Monday, October 21, 2019

Retrospective #247: Age-Based Universal Screening for T2DM

In Retrospective #244, “Diabetes on Rise but Complications Decline,” I explained that the primary reason for the percentage decline in complications from Type 2 diabetes was, due to changing standards in diagnostic criteria, the dramatic increase in the denominator of the fraction from the number of cases reported. It was not that “preventive care for adults with diabetes has improved substantially in recent years,” as the doctors vaingloriously claimed.
In my opinion, while attention to diabetes – and the number diagnosed – has increased, preventive care has not improved. I would make the case that the number of cases being treated (with better drugs, I admit) has increased, but that the medical establishment in general, and the vast majority of clinicians in particular, have for the most part ignored the evidence that the best PREVENTATIVE care and the best TREATMENT for Type 2 diabetes, is a low-carb diet. In not recognizing that, the medical establishment and the clinicians have been derelict, and I am angry about it.
Now, reports that researchers at Palo Alto Medical Foundation Research Institute, in an on-line paper in the American Journal of Preventive Medicine, have yet another idea on how to identify even more patients with diabetes: screen everyone 35 years old and older for Type 2 diabetes. They argued [this was in 2014] that “guidelines on screening for diabetes are inconsistent with one another and complex for physicians to use.”
For example, “the U. S. Preventive Services Task Force (USPSTF) recommends routine screening of asymptomatic adults only if they have a blood pressure above 135/80 mmHg, while the American Diabetes Association (ADA) recommends screening for asymptomatic adults under 45 with a body mass index (BMI) of 25 or higher and at least one of 12 different diabetes risk factors, and everyone 45 and older regardless of their risk factors.” “It is cumbersome for physicians, and they may not adhere to that guideline,” the lead researcher noted in the Medscape interview.
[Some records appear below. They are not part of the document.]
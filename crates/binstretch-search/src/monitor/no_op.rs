// Copyright (c) 2025 Felix Kahle.
//
// Permission is hereby granted, free of charge, to any person obtaining
// a copy of this software and associated documentation files (the
// "Software"), to deal in the Software without restriction, including
// without limitation the rights to use, copy, modify, merge, publish,
// distribute, sublicense, and/or sell copies of the Software, and to
// permit persons to whom the Software is furnished to do so, subject to
// the following conditions:
//
// The above copyright notice and this permission notice shall be
// included in all copies or substantial portions of the Software.
//
// THE SOFTWARE IS PROVIDED "AS IS", WITHOUT WARRANTY OF ANY KIND,
// EXPRESS OR IMPLIED, INCLUDING BUT NOT LIMITED TO THE WARRANTIES OF
// MERCHANTABILITY, FITNESS FOR A PARTICULAR PURPOSE AND
// NONINFRINGEMENT. IN NO EVENT SHALL THE AUTHORS OR COPYRIGHT HOLDERS BE
// LIABLE FOR ANY CLAIM, DAMAGES OR OTHER LIABILITY, WHETHER IN AN ACTION
// OF CONTRACT, TORT OR OTHERWISE, ARISING FROM, OUT OF OR IN CONNECTION
// WITH THE SOFTWARE OR THE USE OR OTHER DEALINGS IN THE SOFTWARE.

use crate::{
    monitor::adversary_monitor::{AdversaryMonitor, CutReason},
    stats::SearchStatistics,
};
use binstretch_core::num::numeric::StretchNumeric;
use binstretch_model::{
    configuration::BinConfiguration, index::BinIndex, weights::WeightUniverse,
};

/// A no-operation monitor that implements the `AdversaryMonitor` trait
/// but does nothing on any of the events.
#[repr(transparent)]
#[derive(Clone, PartialEq, Eq, Debug, Default)]
pub struct NoOperationMonitor<T>
where
    T: StretchNumeric,
{
    _phantom: std::marker::PhantomData<T>,
}

impl<T> NoOperationMonitor<T>
where
    T: StretchNumeric,
{
    /// Creates a new `NoOperationMonitor`.
    #[inline(always)]
    pub fn new() -> Self {
        Self {
            _phantom: std::marker::PhantomData,
        }
    }
}

impl<T> AdversaryMonitor<T> for NoOperationMonitor<T>
where
    T: StretchNumeric,
{
    #[inline(always)]
    fn name(&self) -> &str {
        "NoOperationMonitor"
    }

    #[inline(always)]
    fn on_enter_search(
        &mut self,
        _root: &BinConfiguration<T>,
        _weights: &WeightUniverse<T>,
        _statistics: &SearchStatistics,
    ) {
    }

    #[inline(always)]
    fn on_exit_search(&mut self, _root: &BinConfiguration<T>, _value: T, _statistics: &SearchStatistics) {}

    #[inline(always)]
    fn on_node(
        &mut self,
        _config: &BinConfiguration<T>,
        _lower: T,
        _upper: T,
        _depth: u64,
        _statistics: &SearchStatistics,
    ) {
    }

    #[inline(always)]
    fn on_cut(&mut self, _reason: CutReason<T>, _value: T, _statistics: &SearchStatistics) {}

    #[inline(always)]
    fn on_memo_hit(&mut self, _value: T, _statistics: &SearchStatistics) {}

    #[inline(always)]
    fn on_descend(
        &mut self,
        _config: &BinConfiguration<T>,
        _weight: T,
        _bin: BinIndex,
        _statistics: &SearchStatistics,
    ) {
    }

    #[inline(always)]
    fn on_backtrack(&mut self, _value: T, _statistics: &SearchStatistics) {}

    #[inline(always)]
    fn on_weight_evaluated(
        &mut self,
        _weight: T,
        _value: T,
        _improved: bool,
        _statistics: &SearchStatistics,
    ) {
    }
}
I was diagnosed a Type 2 diabetic in 1986, at age 45. I don’t know the screening criteria my physician used, but I weighed 300 pounds and my blood pressure was 174/124. He started me on Micronase, a sulfonylurea, and I’m sure urged me to lose weight. When I moved to NYC in 1987, my new doctor, who had a Registered Dietician (RD) on staff, increased the Micronase ‘til I was maxed out and in 1995 added metformin. He and his RD tirelessly urged me to lose weight (on a balanced, one-size-fits-all, low-fat, high-carb Dietary Guidelines for Americans diet). The diet didn’t work.
Sixteen years after diagnosis, by which time I was maxed out on both Micronase and Metformin and starting a TZD, my doctor read Gary Taubes’s NYT Sunday Magazine cover story, “What If It’s All Been a Big Fat Lie,” and tried the recommended diet himself. It worked. He lost 17 pounds. He then suggested I try the very-low-carb diet too. I did, and over several years, I lost 170 pounds (from a starting point of 375). I still follow it, and I’ve kept off 150 pounds.
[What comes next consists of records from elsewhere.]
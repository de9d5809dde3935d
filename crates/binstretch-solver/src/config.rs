// Copyright (c) 2025 Felix Kahle.
//
// Permission is hereby granted, free of charge, to any person obtaining
// a copy of this software and associated documentation files (the
// "Software"), to deal in the Software without restriction, including
// without limitation the rights to use, copy, modify, merge, publish,
// distribute, sublicense, and/or sell copies of the Software, and to
// permit persons to whom the Software is furnished to do so, subject to
// the following conditions:
//
// The above copyright notice and this permission notice shall be
// included in all copies or substantial portions of the Software.
//
// THE SOFTWARE IS PROVIDED "AS IS", WITHOUT WARRANTY OF ANY KIND,
// EXPRESS OR IMPLIED, INCLUDING BUT NOT LIMITED TO THE WARRANTIES OF
// MERCHANTABILITY, FITNESS FOR A PARTICULAR PURPOSE AND
// NONINFRINGEMENT. IN NO EVENT SHALL THE AUTHORS OR COPYRIGHT HOLDERS BE
// LIABLE FOR ANY CLAIM, DAMAGES OR OTHER LIABILITY, WHETHER IN AN ACTION
// OF CONTRACT, TORT OR OTHERWISE, ARISING FROM, OUT OF OR IN CONNECTION
// WITH THE SOFTWARE OR THE USE OR OTHER DEALINGS IN THE SOFTWARE.

//! # Solver configuration
//!
//! `SolverConfig` gathers every knob of a run: the instance (capacity,
//! number of bins, weight universe), the search window, the memo policy, the
//! feasibility backend and the diagnostics. It is plain serde data, so a run
//! can be described by a JSON file and then adjusted from the command line.

use binstretch_search::memo::MemoPolicy;
use clap::ValueEnum;
use serde::{Deserialize, Serialize};
use std::path::{Path, PathBuf};

/// Exact feasibility backend to inject into the oracle.
#[derive(Debug, Clone, Copy, Default, PartialEq, Eq, Hash, Serialize, Deserialize, ValueEnum)]
#[serde(rename_all = "lowercase")]
pub enum BackendKind {
    /// Depth-first assignment search, always available.
    #[default]
    Search,
    /// 0/1 integer program, requires the `milp` feature.
    Milp,
}

impl std::fmt::Display for BackendKind {
    fn fmt(&self, f: &mut std::fmt::Formatter<'_>) -> std::fmt::Result {
        match self {
            BackendKind::Search => write!(f, "search"),
            BackendKind::Milp => write!(f, "milp"),
        }
    }
}

/// Memoization policy of the adversary search.
#[derive(Debug, Clone, Copy, Default, PartialEq, Eq, Hash, Serialize, Deserialize, ValueEnum)]
#[serde(rename_all = "lowercase")]
pub enum MemoSetting {
    #[default]
    Overwrite,
    Merge,
    Disabled,
}

impl From<MemoSetting> for MemoPolicy {
    fn from(setting: MemoSetting) -> Self {
        match setting {
            MemoSetting::Overwrite => MemoPolicy::Overwrite,
            MemoSetting::Merge => MemoPolicy::Merge,
            MemoSetting::Disabled => MemoPolicy::Disabled,
        }
    }
}

/// Everything needed to run the adversary search once.
#[derive(Debug, Clone, PartialEq, Eq, Serialize, Deserialize)]
#[serde(default)]
pub struct SolverConfig {
    /// Capacity of every bin. The weight universe is `1..=capacity`.
    pub capacity: i64,
    pub num_bins: usize,
    /// Use a random subsample of this many weights instead of all of them.
    pub random_weights: Option<usize>,
    /// Seed for the weight subsample. Drawn at random when absent.
    pub seed: Option<u64>,
    pub backend: BackendKind,
    /// Starting lower bound. Defaults to `floor(4 * capacity / 3)`.
    pub lower_bound: Option<i64>,
    /// Upper end of the search window. Defaults to `2 * capacity`.
    pub ceiling: Option<i64>,
    pub memo: MemoSetting,
    /// Write the explored decision tree as Graphviz DOT to this file.
    pub dot: Option<PathBuf>,
    /// Seconds between progress lines.
    pub log_interval_secs: u64,
}

impl Default for SolverConfig {
    fn default() -> Self {
        Self {
            capacity: 10,
            num_bins: 3,
            random_weights: None,
            seed: None,
            backend: BackendKind::default(),
            lower_bound: None,
            ceiling: None,
            memo: MemoSetting::default(),
            dot: None,
            log_interval_secs: 1,
        }
    }
}

impl SolverConfig {
    /// Parses a configuration from JSON text. Missing fields take their
    /// default values.
    pub fn from_json_str(text: &str) -> Result<Self, ConfigError> {
        Ok(serde_json::from_str(text)?)
    }

    /// Reads a configuration from a JSON file.
    pub fn from_json_file<P>(path: P) -> Result<Self, ConfigError>
    where
        P: AsRef<Path>,
    {
        let text = std::fs::read_to_string(path)?;
        Self::from_json_str(&text)
    }

    /// Serializes the configuration as pretty-printed JSON.
    pub fn to_json_string(&self) -> Result<String, ConfigError> {
        Ok(serde_json::to_string_pretty(self)?)
    }

    /// Returns the lower bound the search starts from: the configured one,
    /// or `floor(4 * capacity / 3)`.
    #[inline]
    pub fn effective_lower_bound(&self) -> i64 {
        self.lower_bound
            .unwrap_or_else(|| self.capacity.saturating_mul(4) / 3)
    }

    /// Checks the instance before any work is done.
    pub fn validate(&self) -> Result<(), ConfigError> {
        if self.capacity <= 0 {
            return Err(ConfigError::Invalid(format!(
                "capacity must be positive, got {}",
                self.capacity
            )));
        }
        if self.num_bins == 0 {
            return Err(ConfigError::Invalid(
                "number of bins must be positive".to_string(),
            ));
        }
        if self.random_weights == Some(0) {
            return Err(ConfigError::Invalid(
                "random weight count must be positive".to_string(),
            ));
        }
        let lower = self.effective_lower_bound();
        match self.ceiling {
            Some(ceiling) if ceiling <= lower => Err(ConfigError::Invalid(format!(
                "ceiling {} must exceed the lower bound {}",
                ceiling, lower
            ))),
            _ => Ok(()),
        }
    }
}

/// Errors raised while loading or validating a configuration.
#[derive(Debug)]
pub enum ConfigError {
    Io(std::io::Error),
    Parse(serde_json::Error),
    Invalid(String),
}

impl std::fmt::Display for ConfigError {
    fn fmt(&self, f: &mut std::fmt::Formatter<'_>) -> std::fmt::Result {
        match self {
            Self::Io(e) => write!(f, "I/O error: {e}"),
            Self::Parse(e) => write!(f, "Parse error: {e}"),
            Self::Invalid(msg) => write!(f, "Invalid configuration: {msg}"),
        }
    }
}

impl std::error::Error for ConfigError {
    fn source(&self) -> Option<&(dyn std::error::Error + 'static)> {
        match self {
            Self::Io(e) => Some(e),
            Self::Parse(e) => Some(e),
            Self::Invalid(_) => None,
        }
    }
}

impl From<std::io::Error> for ConfigError {
    fn from(e: std::io::Error) -> Self {
        Self::Io(e)
    }
}

impl From<serde_json::Error> for ConfigError {
    fn from(e: serde_json::Error) -> Self {
        Self::Parse(e)
    }
}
Would lowering the screening age and simplifying the screening criteria to age alone help to identify more cases of undiagnosed Type 2 diabetes? Undoubtedly. I was probably a full-blown diabetic for years before I was diagnosed. But diagnosis is NOT prevention NOR an effective treatment. It would simply lead to earlier treatment, which is good if the treatment works. But the one-size-fits-all government recommended “balanced [high-carb] diet,” will not work. As the ADA acknowledges, it will simply mean the disease will “progress” AND REQUIRE PROGRESSIVELY MORE MEDs.
An effective treatment does, however, exist. See Retrospective #239, “Low-Carb Diet Should Be First Approach for Diabetes.” But, the patient must be willing to do his/her part. But if the patient does, the doctor can just sit back and watch the patient’s health improve. How sweet that was, for both of us. No haranguing or hectoring. Just smiles from my doc and a pat on the back. I actually looked forward to my office visits, and I think he did too.
So, MY “PRACTICE PEARL” FOR ANY PHYSICIAN READERS: It is possible – I would say easy – to “cure,” i.e. put your patient’s T2DM “in remission,” make your patient’s clinical status “non-diabetic,” and develop a healthy lipid profile, all without or with only minimal drugs. It does, of course, require a willing and motivated patient. Universal age-based screening may be an effective way to identify undiagnosed cases of Type 2 diabetes, or Prediabetes, but preventive CARE requires an effective TREATMENT. A low-carb diet is a very effective treatment for Type 2 diabetes.